Exercise » Every entry needs to be written out again exactly.

Stored data entries
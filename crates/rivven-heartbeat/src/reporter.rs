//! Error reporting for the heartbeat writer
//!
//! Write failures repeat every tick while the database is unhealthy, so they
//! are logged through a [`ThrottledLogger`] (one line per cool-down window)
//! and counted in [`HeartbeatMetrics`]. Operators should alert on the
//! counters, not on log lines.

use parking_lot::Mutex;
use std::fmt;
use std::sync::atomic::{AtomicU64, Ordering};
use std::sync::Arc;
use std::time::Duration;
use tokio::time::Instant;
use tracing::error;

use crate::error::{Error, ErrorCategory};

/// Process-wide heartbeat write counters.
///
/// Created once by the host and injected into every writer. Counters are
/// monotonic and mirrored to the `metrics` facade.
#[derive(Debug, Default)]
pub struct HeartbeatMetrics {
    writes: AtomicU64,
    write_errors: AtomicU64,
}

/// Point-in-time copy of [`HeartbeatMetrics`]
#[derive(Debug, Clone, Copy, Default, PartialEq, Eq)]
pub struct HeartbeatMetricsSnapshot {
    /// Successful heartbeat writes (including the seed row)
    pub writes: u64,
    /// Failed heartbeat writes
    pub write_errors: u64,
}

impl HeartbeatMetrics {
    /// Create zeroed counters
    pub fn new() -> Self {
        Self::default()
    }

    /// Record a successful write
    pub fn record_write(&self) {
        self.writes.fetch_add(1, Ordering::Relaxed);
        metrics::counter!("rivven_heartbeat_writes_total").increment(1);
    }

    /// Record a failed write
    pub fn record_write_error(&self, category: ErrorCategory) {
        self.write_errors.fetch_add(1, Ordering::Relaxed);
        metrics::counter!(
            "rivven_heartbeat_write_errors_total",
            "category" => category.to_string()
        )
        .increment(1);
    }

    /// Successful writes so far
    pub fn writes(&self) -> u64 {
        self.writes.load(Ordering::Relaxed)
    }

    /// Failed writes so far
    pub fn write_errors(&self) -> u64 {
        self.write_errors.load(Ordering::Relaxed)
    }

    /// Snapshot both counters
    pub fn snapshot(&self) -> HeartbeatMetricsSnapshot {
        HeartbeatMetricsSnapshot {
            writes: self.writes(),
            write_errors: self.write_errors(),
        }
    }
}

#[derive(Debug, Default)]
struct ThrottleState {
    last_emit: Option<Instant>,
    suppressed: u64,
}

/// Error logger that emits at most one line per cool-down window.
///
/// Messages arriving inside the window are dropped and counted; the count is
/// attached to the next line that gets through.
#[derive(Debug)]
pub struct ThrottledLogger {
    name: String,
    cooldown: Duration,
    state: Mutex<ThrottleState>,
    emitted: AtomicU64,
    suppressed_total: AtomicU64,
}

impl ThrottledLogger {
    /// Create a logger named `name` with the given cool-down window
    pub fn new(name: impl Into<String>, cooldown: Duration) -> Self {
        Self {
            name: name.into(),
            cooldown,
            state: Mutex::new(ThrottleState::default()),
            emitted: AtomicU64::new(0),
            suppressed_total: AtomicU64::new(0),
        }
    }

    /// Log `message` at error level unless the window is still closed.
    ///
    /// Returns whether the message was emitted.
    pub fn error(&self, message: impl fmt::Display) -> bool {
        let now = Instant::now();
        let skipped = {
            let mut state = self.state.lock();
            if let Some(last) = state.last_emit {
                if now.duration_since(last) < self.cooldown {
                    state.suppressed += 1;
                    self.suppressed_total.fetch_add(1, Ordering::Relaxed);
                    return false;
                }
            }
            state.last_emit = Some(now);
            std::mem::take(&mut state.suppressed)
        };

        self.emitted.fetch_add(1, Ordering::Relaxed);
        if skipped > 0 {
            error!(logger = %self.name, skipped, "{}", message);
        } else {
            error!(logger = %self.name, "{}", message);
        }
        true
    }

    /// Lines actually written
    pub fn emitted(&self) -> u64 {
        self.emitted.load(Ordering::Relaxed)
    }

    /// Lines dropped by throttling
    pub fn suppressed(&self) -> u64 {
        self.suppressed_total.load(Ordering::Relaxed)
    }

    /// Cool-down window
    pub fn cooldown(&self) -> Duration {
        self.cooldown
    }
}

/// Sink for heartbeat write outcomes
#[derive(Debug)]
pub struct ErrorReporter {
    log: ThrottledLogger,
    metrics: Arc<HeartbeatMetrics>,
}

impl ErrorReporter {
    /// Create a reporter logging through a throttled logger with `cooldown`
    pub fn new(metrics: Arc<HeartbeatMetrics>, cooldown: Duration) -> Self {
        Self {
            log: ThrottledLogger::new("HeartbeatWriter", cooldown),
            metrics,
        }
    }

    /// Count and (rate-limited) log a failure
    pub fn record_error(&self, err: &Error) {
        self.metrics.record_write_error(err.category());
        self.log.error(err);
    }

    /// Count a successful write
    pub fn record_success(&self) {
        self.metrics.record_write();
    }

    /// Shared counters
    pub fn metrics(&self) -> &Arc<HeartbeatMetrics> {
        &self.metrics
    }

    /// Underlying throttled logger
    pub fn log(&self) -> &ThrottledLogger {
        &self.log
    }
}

Response area »
filename crates/rivven-heartbeat/src/reporter.rs
//! Error reporting for the heartbeat writer
//!
//! Write failures repeat every tick while the database is unhealthy, so they
//! are logged through a [`ThrottledLogger`] (one line per cool-down window)
//! and counted in [`HeartbeatMetrics`]. Operators should alert on the
//! counters, not on log lines.

use parking_lot::Mutex;
use std::fmt;
use std::sync::atomic::{AtomicU64, Ordering};
use std::sync::Arc;
use std::time::Duration;
use tokio::time::Instant;
use tracing::error;

use crate::error::{Error, ErrorCategory};

/// Process-wide heartbeat write counters.
///
/// Created once by the host and injected into every writer. Counters are
/// monotonic and mirrored to the `metrics` facade.
#[derive(Debug, Default)]
pub struct HeartbeatMetrics {
    writes: AtomicU64,
    write_errors: AtomicU64,
}

/// Point-in-time copy of [`HeartbeatMetrics`]
#[derive(Debug, Clone, Copy, Default, PartialEq, Eq)]
pub struct HeartbeatMetricsSnapshot {
    /// Successful heartbeat writes (including the seed row)
    pub writes: u64,
    /// Failed heartbeat writes
    pub write_errors: u64,
}

impl HeartbeatMetrics {
    /// Create zeroed counters
    pub fn new() -> Self {
        Self::default()
    }

    /// Record a successful write
    pub fn record_write(&self) {
        self.writes.fetch_add(1, Ordering::Relaxed);
        metrics::counter!("rivven_heartbeat_writes_total").increment(1);
    }

    /// Record a failed write
    pub fn record_write_error(&self, category: ErrorCategory) {
        self.write_errors.fetch_add(1, Ordering::Relaxed);
        metrics::counter!(
            "rivven_heartbeat_write_errors_total",
            "category" => category.to_string()
        )
        .increment(1);
    }

    /// Successful writes so far
    pub fn writes(&self) -> u64 {
        self.writes.load(Ordering::Relaxed)
    }

    /// Failed writes so far
    pub fn write_errors(&self) -> u64 {
        self.write_errors.load(Ordering::Relaxed)
    }

    /// Snapshot both counters
    pub fn snapshot(&self) -> HeartbeatMetricsSnapshot {
        HeartbeatMetricsSnapshot {
            writes: self.writes(),
            write_errors: self.write_errors(),
        }
    }
}

#[derive(Debug, Default)]
struct ThrottleState {
    last_emit: Option<Instant>,
    suppressed: u64,
}

/// Error logger that emits at most one line per cool-down window.
///
/// Messages arriving inside the window are dropped and counted; the count is
/// attached to the next line that gets through.
#[derive(Debug)]
pub struct ThrottledLogger {
    name: String,
    cooldown: Duration,
    state: Mutex<ThrottleState>,
    emitted: AtomicU64,
    suppressed_total: AtomicU64,
}

impl ThrottledLogger {
    /// Create a logger named `name` with the given cool-down window
    pub fn new(name: impl Into<String>, cooldown: Duration) -> Self {
        Self {
            name: name.into(),
            cooldown,
            state: Mutex::new(ThrottleState::default()),
            emitted: AtomicU64::new(0),
            suppressed_total: AtomicU64::new(0),
        }
    }

    /// Log `message` at error level unless the window is still closed.
    ///
    /// Returns whether the message was emitted.
    pub fn error(&self, message: impl fmt::Display) -> bool {
        let now = Instant::now();
        let skipped = {
            let mut state = self.state.lock();
            if let Some(last) = state.last_emit {
                if now.duration_since(last) < self.cooldown {
                    state.suppressed += 1;
                    self.suppressed_total.fetch_add(1, Ordering::Relaxed);
                    return false;
                }
            }
            state.last_emit = Some(now);
            std::mem::take(&mut state.suppressed)
        };

        self.emitted.fetch_add(1, Ordering::Relaxed);
        if skipped > 0 {
            error!(logger = %self.name, skipped, "{}", message);
        } else {
            error!(logger = %self.name, "{}", message);
        }
        true
    }

    /// Lines actually written
    pub fn emitted(&self) -> u64 {
        self.emitted.load(Ordering::Relaxed)
    }

    /// Lines dropped by throttling
    pub fn suppressed(&self) -> u64 {
        self.suppressed_total.load(Ordering::Relaxed)
    }

    /// Cool-down window
    pub fn cooldown(&self) -> Duration {
        self.cooldown
    }
}

/// Sink for heartbeat write outcomes
#[derive(Debug)]
pub struct ErrorReporter {
    log: ThrottledLogger,
    metrics: Arc<HeartbeatMetrics>,
}

impl ErrorReporter {
    /// Create a reporter logging through a throttled logger with `cooldown`
    pub fn new(metrics: Arc<HeartbeatMetrics>, cooldown: Duration) -> Self {
        Self {
            log: ThrottledLogger::new("HeartbeatWriter", cooldown),
            metrics,
        }
    }

    /// Count and (rate-limited) log a failure
    pub fn record_error(&self, err: &Error) {
        self.metrics.record_write_error(err.category());
        self.log.error(err);
    }

    /// Count a successful write
    pub fn record_success(&self) {
        self.metrics.record_write();
    }

    /// Shared counters
    pub fn metrics(&self) -> &Arc<HeartbeatMetrics> {
        &self.metrics
    }

    /// Underlying throttled logger
    pub fn log(&self) -> &ThrottledLogger {
        &self.log
    }
}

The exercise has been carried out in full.